ゼネコン各社が危機的な受注環境に直面している。日本建設業団体連合会(日建連、野村哲也会長)が28日発表した会員企業49社の09年度上半期(4~9月)の受注総額は前年同期比28・0%減の4兆3269億円と、1975年度の調査開始以来、上半期としては最大の減少幅を記録した。日建連会員企業の受注は70%程度を民間工事が占めている。昨秋以降の景気後退によって、民間企業の設備投資が急速に冷え込み、マンションなどの不動産開発も低迷が続いていることが受注不振の背景。事態が好転する材料は当面見当たらず、年間受注額が約30年ぶりに10兆円を割り込む恐れも出ている。

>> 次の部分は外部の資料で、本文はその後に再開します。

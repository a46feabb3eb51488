//! Capability seams: the serial transport the orchestrator drives and the
//! sink that receives classified tool output.

use async_trait::async_trait;

use crate::core::{EventKind, OutputEvent, Peripheral};
use crate::error::Result;

/// Serial-transport lifecycle operations, injected into the runner.
///
/// `list` may report `None` or an empty vector; both mean "no devices
/// visible" and are not transport errors.
#[async_trait]
pub trait SerialLink: Send + Sync {
    async fn connect(&self, path: &str, baudrate: u32, exclusive: bool) -> Result<()>;
    async fn disconnect(&self) -> Result<()>;
    async fn list(&self) -> Result<Option<Vec<Peripheral>>>;
}

/// Receives every classified output event, in per-stream emission order.
///
/// Rendering (colors, prefixes) is entirely the sink's concern; the events
/// carry the raw tool text.
pub trait EventSink: Send + Sync {
    fn emit(&self, event: OutputEvent);
}

/// Renders events to the terminal, coloring tagged spans with ANSI escapes.
pub struct StdoutSink;

impl EventSink for StdoutSink {
    fn emit(&self, event: OutputEvent) {
        match event.kind {
            EventKind::Error => eprint!("\x1b[31m{}\x1b[0m", event.text),
            EventKind::Banner => print!("\x1b[32m{}\x1b[0m", event.text),
            EventKind::ProgressStart => print!("\x1b[36m{}", event.text),
            EventKind::ProgressEnd => print!("{}\x1b[0m", event.text),
            EventKind::Plain => print!("{}", event.text),
        }
    }
}

/// Discards every event. Useful when the caller only cares about outcomes.
pub struct NullSink;

impl EventSink for NullSink {
    fn emit(&self, _event: OutputEvent) {}
}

09年度上半期の国内受注は前年同期比26・3%減の4兆1066億円。うち民間からの受注額は、昨秋から続く景気低迷の影響を受け、3兆1320億円と31・2%減少した。民間からの受注額を発注者の業種別に分けると、製造業が47・5%減の5718億円、非製造業が26・1%減の2兆5601億円で、特に製造業からの受注の大きな落ち込みが目立つ。

製造業のうち機械産業からの受注額を見ると、家電などの電気機械は前年同期の2333億円が562億円へと激減。自動車などの輸送用機械も2016億円が324億円に、工作機械などのその他機械も1559億円が306億円にそれぞれ急減した。非製造業は、主力の不動産業からの受注額が前年同期の1兆3897億円から8720億円と5200億円余り減少。金融・保険業からの受注額は半減し、商業からの受注も30%近く減った。不動産業からの受注は07年度下半期から4四半期連続して前年割れの状態にある。

官公庁からの受注は前年同期比7・4%減の9344億円。発注者別内訳は国の機関が5981億円(前年同期比7・3%減)、地方の機関が3363億円(7・6%減)だった。民間設備投資や不動産開発が年度後半に急回復する材料はなく、厳しい受注環境は当分続く可能性が高い。年間受注額が10兆円を割り込めば、1978年度以来となる。